Figure: Voltaic cell. In this typical voltaic cell, each half-reaction occurs in a separate beaker. Electrons generated when a copper atom becomes a Cu2+ ion (left beaker) flow through an external wire and combine with Ag+ ions at the surface of the silver strip (right beaker). The flow of electrons can do electrical work, such as lighting a light bulb.

The beaker on the left contains a 1-M solution of copper(II) nitrate [Cu(NO3)2] with a strip of copper metal partially submerged in the solution. The copper strip is an electrode, a means for conducting electrons into or out of the solution. At the surface of the copper strip, the oxidation half-reaction occurs:

Cu(s) ⟶ Cu2+(aq) + 2 e‾

The flow of electrons (electric current) passes out of the solution via the copper strip, flows through the light bulb, and moves into the silver strip in the beaker on the right. In the right-hand beaker, the reduction half-reaction occurs near the surface of the silver strip:

2Ag+(aq) + 2 e‾ ⟶ 2Ag(s)

Thus, with the two half-reactions occurring in separate beakers, an electric current can be generated. The container in which each half-reactions occurs is called a half-cell.

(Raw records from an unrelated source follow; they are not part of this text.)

//! Random stoichiometric networks.
//!
//! Purpose
//! - Reproducible test and benchmark inputs: a seed fully determines the model.
//! - Networks mix forward, reversible and reverse-only reactions. Metabolites
//!   without an exchange reaction easily become dead ends, so both consistent
//!   and inconsistent variables occur.
//!
//! Model
//! - Internal reactions draw 1–3 substrates and 1–3 products with small integer
//!   coefficients; each metabolite gets an exchange reaction with probability
//!   `exchange_prob`. Bounds are `[0, cap]`, `[-cap, cap]` or `[-cap, 0]`.

use rand::rngs::StdRng;
use rand::{Rng, SeedableRng};
use std::fmt;

use crate::model::Model;

/// Error for invalid generator parameters.
#[derive(Debug)]
pub enum GeneratorError {
    InvalidParams { reason: String },
}

impl GeneratorError {
    fn invalid(reason: impl Into<String>) -> Self {
        Self::InvalidParams {
            reason: reason.into(),
        }
    }
}

impl fmt::Display for GeneratorError {
    fn fmt(&self, f: &mut fmt::Formatter<'_>) -> fmt::Result {
        match self {
            Self::InvalidParams { reason } => write!(f, "invalid generator params: {reason}"),
        }
    }
}

impl std::error::Error for GeneratorError {}

/// Parameters of a random network.
#[derive(Clone, Copy, Debug)]
pub struct NetworkParams {
    pub metabolites: usize,
    pub reactions: usize,
    /// Probability that a metabolite gets an exchange reaction.
    pub exchange_prob: f64,
    /// Probability that an internal reaction is reversible.
    pub reversible_prob: f64,
    /// Probability that an internal reaction is reverse-only.
    pub reverse_only_prob: f64,
    /// Flux bound magnitude.
    pub cap: f64,
}

impl Default for NetworkParams {
    fn default() -> Self {
        Self {
            metabolites: 8,
            reactions: 12,
            exchange_prob: 0.5,
            reversible_prob: 0.3,
            reverse_only_prob: 0.1,
            cap: 10.0,
        }
    }
}

impl NetworkParams {
    fn validate(&self) -> Result<(), GeneratorError> {
        if self.metabolites == 0 {
            return Err(GeneratorError::invalid("need at least one metabolite"));
        }
        if self.reactions == 0 {
            return Err(GeneratorError::invalid("need at least one internal reaction"));
        }
        for (name, p) in [
            ("exchange_prob", self.exchange_prob),
            ("reversible_prob", self.reversible_prob),
            ("reverse_only_prob", self.reverse_only_prob),
        ] {
            if !(0.0..=1.0).contains(&p) {
                return Err(GeneratorError::invalid(format!("{name} must lie in [0, 1]")));
            }
        }
        if self.reversible_prob + self.reverse_only_prob > 1.0 {
            return Err(GeneratorError::invalid(
                "reversible_prob + reverse_only_prob must not exceed 1",
            ));
        }
        if !(self.cap.is_finite() && self.cap > 0.0) {
            return Err(GeneratorError::invalid("cap must be finite and positive"));
        }
        Ok(())
    }
}

/// Draw a network with `S v = 0`. Identifiers are `R*` for internal and
/// `EX_M*` for exchange reactions.
pub fn random_network(params: &NetworkParams, seed: u64) -> Result<Model, GeneratorError> {
    params.validate()?;
    let mut rng = StdRng::seed_from_u64(seed);
    let m = params.metabolites;
    let cap = params.cap;

    let mut entries = Vec::new();
    let mut lb = Vec::new();
    let mut ub = Vec::new();
    let mut ids = Vec::new();

    for r in 0..params.reactions {
        let col = lb.len();
        let mut used = vec![false; m];
        let n_sub = rng.gen_range(1..=3usize.min(m));
        let n_prod = rng.gen_range(1..=3usize.min(m));
        for (count, sign) in [(n_sub, -1.0), (n_prod, 1.0)] {
            for _ in 0..count {
                let met = rng.gen_range(0..m);
                if used[met] {
                    continue;
                }
                used[met] = true;
                let coeff = f64::from(rng.gen_range(1..=2u8));
                entries.push((met, col, sign * coeff));
            }
        }
        let u: f64 = rng.gen();
        let (lo, hi) = if u < params.reverse_only_prob {
            (-cap, 0.0)
        } else if u < params.reverse_only_prob + params.reversible_prob {
            (-cap, cap)
        } else {
            (0.0, cap)
        };
        lb.push(lo);
        ub.push(hi);
        ids.push(format!("R{r}"));
    }

    for met in 0..m {
        if rng.gen_bool(params.exchange_prob) {
            let col = lb.len();
            entries.push((met, col, -1.0));
            lb.push(-cap);
            ub.push(cap);
            ids.push(format!("EX_M{met}"));
        }
    }

    let model = Model::from_triplets(m, &entries, vec![0.0; m], lb, ub)
        .and_then(|model| model.with_ids(ids))
        .map_err(|e| GeneratorError::invalid(e.to_string()))?;
    Ok(model)
}
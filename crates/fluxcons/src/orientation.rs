//! Variable orientation: two flip layers composed into one effective sign.
//!
//! - Layer 1 (`initial`) is set once by `normalize`: reverse-only variables
//!   (`lower < 0 && upper <= 0`) are turned into forward ones.
//! - Layer 2 (`iterative`) is toggled by the orchestrator when a stuck probe is
//!   retried in the opposite direction.
//!
//! The working LP is always `orientation.apply(base)`: the base program is never
//! mutated, so the composed flip of a column is by construction the net flip
//! applied to it.

use nalgebra::DVector;
use sprs::TriMat;

use crate::lp::LinearProgram;
use crate::model::entries;

/// One flip layer entry.
#[derive(Clone, Copy, Debug, Default, PartialEq, Eq)]
pub enum Flip {
    #[default]
    NotFlipped,
    Flipped,
}

impl Flip {
    #[inline]
    pub fn toggled(self) -> Self {
        match self {
            Self::NotFlipped => Self::Flipped,
            Self::Flipped => Self::NotFlipped,
        }
    }

    /// Composition of two layers (XOR).
    #[inline]
    pub fn compose(self, other: Self) -> Self {
        if self == other {
            Self::NotFlipped
        } else {
            Self::Flipped
        }
    }

    #[inline]
    pub fn sign(self) -> f64 {
        match self {
            Self::NotFlipped => 1.0,
            Self::Flipped => -1.0,
        }
    }
}

#[derive(Clone, Debug, PartialEq, Eq)]
pub struct Orientation {
    initial: Vec<Flip>,
    iterative: Vec<Flip>,
}

impl Orientation {
    pub fn identity(n: usize) -> Self {
        Self {
            initial: vec![Flip::NotFlipped; n],
            iterative: vec![Flip::NotFlipped; n],
        }
    }

    #[inline]
    pub fn len(&self) -> usize {
        self.initial.len()
    }

    #[inline]
    pub fn is_empty(&self) -> bool {
        self.initial.is_empty()
    }

    #[inline]
    pub fn initial(&self, j: usize) -> Flip {
        self.initial[j]
    }

    #[inline]
    pub fn iterative(&self, j: usize) -> Flip {
        self.iterative[j]
    }

    /// Net flip of column `j` relative to the caller's model.
    #[inline]
    pub fn effective(&self, j: usize) -> Flip {
        self.initial[j].compose(self.iterative[j])
    }

    /// Toggle the layer-2 entry of `j`.
    pub fn flip(&mut self, j: usize) {
        self.iterative[j] = self.iterative[j].toggled();
    }

    /// Effective orientation as ±1 per variable.
    pub fn signs(&self) -> Vec<i8> {
        (0..self.len())
            .map(|j| match self.effective(j) {
                Flip::NotFlipped => 1,
                Flip::Flipped => -1,
            })
            .collect()
    }

    /// Map a flux solved in the working orientation back to the caller's sign
    /// convention (the map is an involution, so it also goes the other way).
    pub fn to_original(&self, v: &DVector<f64>) -> DVector<f64> {
        DVector::from_iterator(
            v.len(),
            v.iter()
                .enumerate()
                .map(|(j, &x)| self.effective(j).sign() * x),
        )
    }

    /// Working program: `base` with every flipped column negated and its box
    /// swapped-and-negated. Extra columns beyond `self.len()` are left alone.
    pub fn apply(&self, base: &LinearProgram) -> LinearProgram {
        let flipped = |j: usize| j < self.len() && self.effective(j) == Flip::Flipped;
        let mut tri = TriMat::new((base.n_rows(), base.n_vars()));
        for (i, j, v) in entries(&base.a) {
            tri.add_triplet(i, j, if flipped(j) { -v } else { v });
        }
        let mut lp = base.clone();
        lp.a = tri.to_csc();
        for j in (0..base.n_vars()).filter(|&j| flipped(j)) {
            lp.lb[j] = -base.ub[j];
            lp.ub[j] = -base.lb[j];
            lp.c[j] = -base.c[j];
        }
        lp
    }
}

/// Initial orientation of `lp`: reverse-only variables are flipped in layer 1.
pub fn normalize(lp: &LinearProgram) -> Orientation {
    let mut o = Orientation::identity(lp.n_vars());
    for j in 0..lp.n_vars() {
        if lp.lb[j] < 0.0 && lp.ub[j] <= 0.0 {
            o.initial[j] = Flip::Flipped;
        }
    }
    o
}

#[cfg(test)]
mod tests {
    use super::*;
    use crate::lp::build_lp;
    use crate::model::Model;

    fn mixed() -> LinearProgram {
        // v0 forward, v1 reverse-only, v2 reversible: v0 + v1 - v2 = 0
        let model = Model::from_triplets(
            1,
            &[(0, 0, 1.0), (0, 1, 1.0), (0, 2, -1.0)],
            vec![0.0],
            vec![0.0, -4.0, -3.0],
            vec![5.0, 0.0, 3.0],
        )
        .unwrap();
        build_lp(&model, false)
    }

    #[test]
    fn flip_layers_compose_by_xor() {
        use Flip::*;
        assert_eq!(NotFlipped.compose(NotFlipped), NotFlipped);
        assert_eq!(Flipped.compose(NotFlipped), Flipped);
        assert_eq!(NotFlipped.compose(Flipped), Flipped);
        assert_eq!(Flipped.compose(Flipped), NotFlipped);
        assert_eq!(Flipped.toggled(), NotFlipped);
        assert_eq!(Flipped.sign(), -1.0);
    }

    #[test]
    fn normalize_flips_only_reverse_only_columns() {
        let lp = mixed();
        let o = normalize(&lp);
        assert_eq!(o.signs(), vec![1, -1, 1]);
        let w = o.apply(&lp);
        assert_eq!(w.lb, vec![0.0, 0.0, -3.0]);
        assert_eq!(w.ub, vec![5.0, 4.0, 3.0]);
        assert_eq!(w.row_entries()[0], vec![(0, 1.0), (1, -1.0), (2, -1.0)]);
    }

    #[test]
    fn double_flip_restores_the_base_program() {
        let lp = mixed();
        let mut o = normalize(&lp);
        o.flip(1);
        assert_eq!(o.initial(1), Flip::Flipped);
        assert_eq!(o.iterative(1), Flip::Flipped);
        assert_eq!(o.effective(1), Flip::NotFlipped);
        let w = o.apply(&lp);
        assert_eq!(w.lb, lp.lb);
        assert_eq!(w.ub, lp.ub);
        assert_eq!(w.row_entries(), lp.row_entries());
    }

    #[test]
    fn to_original_undoes_the_working_orientation() {
        let lp = mixed();
        let mut o = normalize(&lp);
        o.flip(2);
        // feasible in the working program: v0=1, v1'=2 (v1=-2), v2'=1 (v2=-1)
        let working = DVector::from_vec(vec![1.0, 2.0, 1.0]);
        assert!(o.apply(&lp).residual(&working) < 1e-12);
        let original = o.to_original(&working);
        assert_eq!(original.as_slice(), &[1.0, -2.0, -1.0]);
        assert!(lp.residual(&original) < 1e-12);
        assert_eq!(o.to_original(&original), working);
    }
}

If this were all that happened, the electric current would not flow for long. In the left-hand beaker, one Cu2+ ion is added to the solution for every two electrons conducted into the external wire. This means that the solution is continuously accumulating excess positive ions as the reaction occurs and an electric charge is building up. Such a charge build up would prevent further oxidation reaction from occurring. This can be mitigated if some positive ions move out of the beaker or some negative ions move into the beaker. A similar issue is occurring in the right-hand beaker, where Ag+ ions are being removed from the solution. Balancing total ionic charges requires either negative ions move out of the right-hand solution or positive ions move in.

This balancing of ion charges in the two separated half-reactions is maintained by the salt bridge, a solution of a salt that does not mix with either half-cell solution but allows ions to pass into or out of the half-cells. By allowing ions to conduct charge into or out of the half-cells, the salt bridge completes the electrical circuit involving the two half-cells. Without it, current cannot flow for more than an instant. Notice that negative ions in the salt bridge move in the same direction as electrons around the circuit (clockwise in the above figure) and positive ions move in the opposite direction.

The half-cell in which oxidation occurs is called the anode. The half-cell in which reduction occurs is called the cathode. It is easy to remember that the anode involves oxidation because both words begin with a vowel. It is easy to remember that the cathode involves reduction because both words begin with a consonant. These definitions, anode/oxidation and cathode/reduction, are true for any electrochemical cell, not just a voltaic cell.

Exercise: Reactions for a Voltaic Cell

Voltaic Cell Potential

When a voltaic cell is connected to a load, such as a light bulb, an electric current flows because there is a difference in electrical potential between the two electrodes. That electrical potential difference can be measured using a potentiometer (a voltmeter).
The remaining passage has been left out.